EXERCISE PROMPT: What you give back should match the records word for word.

PROVIDED RECORDS:
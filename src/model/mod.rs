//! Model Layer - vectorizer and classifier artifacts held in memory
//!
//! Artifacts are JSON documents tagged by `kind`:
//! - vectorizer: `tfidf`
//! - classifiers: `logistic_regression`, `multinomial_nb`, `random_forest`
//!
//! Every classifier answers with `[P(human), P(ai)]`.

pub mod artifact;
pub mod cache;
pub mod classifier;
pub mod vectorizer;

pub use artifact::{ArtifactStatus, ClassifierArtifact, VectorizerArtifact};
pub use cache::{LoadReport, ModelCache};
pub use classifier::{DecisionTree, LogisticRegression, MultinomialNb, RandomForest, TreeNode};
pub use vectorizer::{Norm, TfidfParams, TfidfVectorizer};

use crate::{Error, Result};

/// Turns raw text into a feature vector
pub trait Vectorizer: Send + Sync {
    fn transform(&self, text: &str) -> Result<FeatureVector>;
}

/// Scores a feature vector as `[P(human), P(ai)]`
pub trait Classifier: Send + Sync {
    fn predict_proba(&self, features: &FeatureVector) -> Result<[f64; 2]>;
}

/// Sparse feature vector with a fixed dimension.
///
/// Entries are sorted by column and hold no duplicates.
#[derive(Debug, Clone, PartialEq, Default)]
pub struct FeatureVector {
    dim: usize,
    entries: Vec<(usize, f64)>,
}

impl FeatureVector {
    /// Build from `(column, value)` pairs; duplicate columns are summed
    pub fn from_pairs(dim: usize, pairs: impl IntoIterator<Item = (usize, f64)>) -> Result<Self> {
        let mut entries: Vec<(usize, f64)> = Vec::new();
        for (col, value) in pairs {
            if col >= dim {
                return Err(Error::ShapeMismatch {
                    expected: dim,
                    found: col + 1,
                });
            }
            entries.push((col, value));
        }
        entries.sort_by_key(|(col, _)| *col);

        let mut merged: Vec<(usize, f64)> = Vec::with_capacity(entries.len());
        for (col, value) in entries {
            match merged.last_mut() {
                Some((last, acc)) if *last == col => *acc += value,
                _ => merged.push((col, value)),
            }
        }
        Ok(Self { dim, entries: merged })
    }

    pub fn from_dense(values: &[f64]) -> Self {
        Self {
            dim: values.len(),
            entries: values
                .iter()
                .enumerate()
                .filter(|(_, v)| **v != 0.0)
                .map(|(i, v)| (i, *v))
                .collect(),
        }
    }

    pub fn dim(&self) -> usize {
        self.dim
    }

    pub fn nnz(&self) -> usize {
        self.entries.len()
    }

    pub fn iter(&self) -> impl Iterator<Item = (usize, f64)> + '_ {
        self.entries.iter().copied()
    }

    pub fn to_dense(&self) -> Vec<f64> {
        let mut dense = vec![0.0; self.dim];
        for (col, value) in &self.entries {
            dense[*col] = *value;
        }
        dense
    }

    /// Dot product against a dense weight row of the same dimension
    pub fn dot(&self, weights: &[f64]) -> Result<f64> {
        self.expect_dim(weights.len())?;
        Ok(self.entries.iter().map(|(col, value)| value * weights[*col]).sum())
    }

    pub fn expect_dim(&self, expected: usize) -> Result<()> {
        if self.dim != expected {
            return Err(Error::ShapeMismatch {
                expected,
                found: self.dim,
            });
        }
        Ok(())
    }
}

RESULT FOR THIS EXERCISE:
filename src/model/mod.rs
//! Model Layer - vectorizer and classifier artifacts held in memory
//!
//! Artifacts are JSON documents tagged by `kind`:
//! - vectorizer: `tfidf`
//! - classifiers: `logistic_regression`, `multinomial_nb`, `random_forest`
//!
//! Every classifier answers with `[P(human), P(ai)]`.

pub mod artifact;
pub mod cache;
pub mod classifier;
pub mod vectorizer;

pub use artifact::{ArtifactStatus, ClassifierArtifact, VectorizerArtifact};
pub use cache::{LoadReport, ModelCache};
pub use classifier::{DecisionTree, LogisticRegression, MultinomialNb, RandomForest, TreeNode};
pub use vectorizer::{Norm, TfidfParams, TfidfVectorizer};

use crate::{Error, Result};

/// Turns raw text into a feature vector
pub trait Vectorizer: Send + Sync {
    fn transform(&self, text: &str) -> Result<FeatureVector>;
}

/// Scores a feature vector as `[P(human), P(ai)]`
pub trait Classifier: Send + Sync {
    fn predict_proba(&self, features: &FeatureVector) -> Result<[f64; 2]>;
}

/// Sparse feature vector with a fixed dimension.
///
/// Entries are sorted by column and hold no duplicates.
#[derive(Debug, Clone, PartialEq, Default)]
pub struct FeatureVector {
    dim: usize,
    entries: Vec<(usize, f64)>,
}

impl FeatureVector {
    /// Build from `(column, value)` pairs; duplicate columns are summed
    pub fn from_pairs(dim: usize, pairs: impl IntoIterator<Item = (usize, f64)>) -> Result<Self> {
        let mut entries: Vec<(usize, f64)> = Vec::new();
        for (col, value) in pairs {
            if col >= dim {
                return Err(Error::ShapeMismatch {
                    expected: dim,
                    found: col + 1,
                });
            }
            entries.push((col, value));
        }
        entries.sort_by_key(|(col, _)| *col);

        let mut merged: Vec<(usize, f64)> = Vec::with_capacity(entries.len());
        for (col, value) in entries {
            match merged.last_mut() {
                Some((last, acc)) if *last == col => *acc += value,
                _ => merged.push((col, value)),
            }
        }
        Ok(Self { dim, entries: merged })
    }

    pub fn from_dense(values: &[f64]) -> Self {
        Self {
            dim: values.len(),
            entries: values
                .iter()
                .enumerate()
                .filter(|(_, v)| **v != 0.0)
                .map(|(i, v)| (i, *v))
                .collect(),
        }
    }

    pub fn dim(&self) -> usize {
        self.dim
    }

    pub fn nnz(&self) -> usize {
        self.entries.len()
    }

    pub fn iter(&self) -> impl Iterator<Item = (usize, f64)> + '_ {
        self.entries.iter().copied()
    }

    pub fn to_dense(&self) -> Vec<f64> {
        let mut dense = vec![0.0; self.dim];
        for (col, value) in &self.entries {
            dense[*col] = *value;
        }
        dense
    }

    /// Dot product against a dense weight row of the same dimension
    pub fn dot(&self, weights: &[f64]) -> Result<f64> {
        self.expect_dim(weights.len())?;
        Ok(self.entries.iter().map(|(col, value)| value * weights[*col]).sum())
    }

    pub fn expect_dim(&self, expected: usize) -> Result<()> {
        if self.dim != expected {
            return Err(Error::ShapeMismatch {
                expected,
                found: self.dim,
            });
        }
        Ok(())
    }
}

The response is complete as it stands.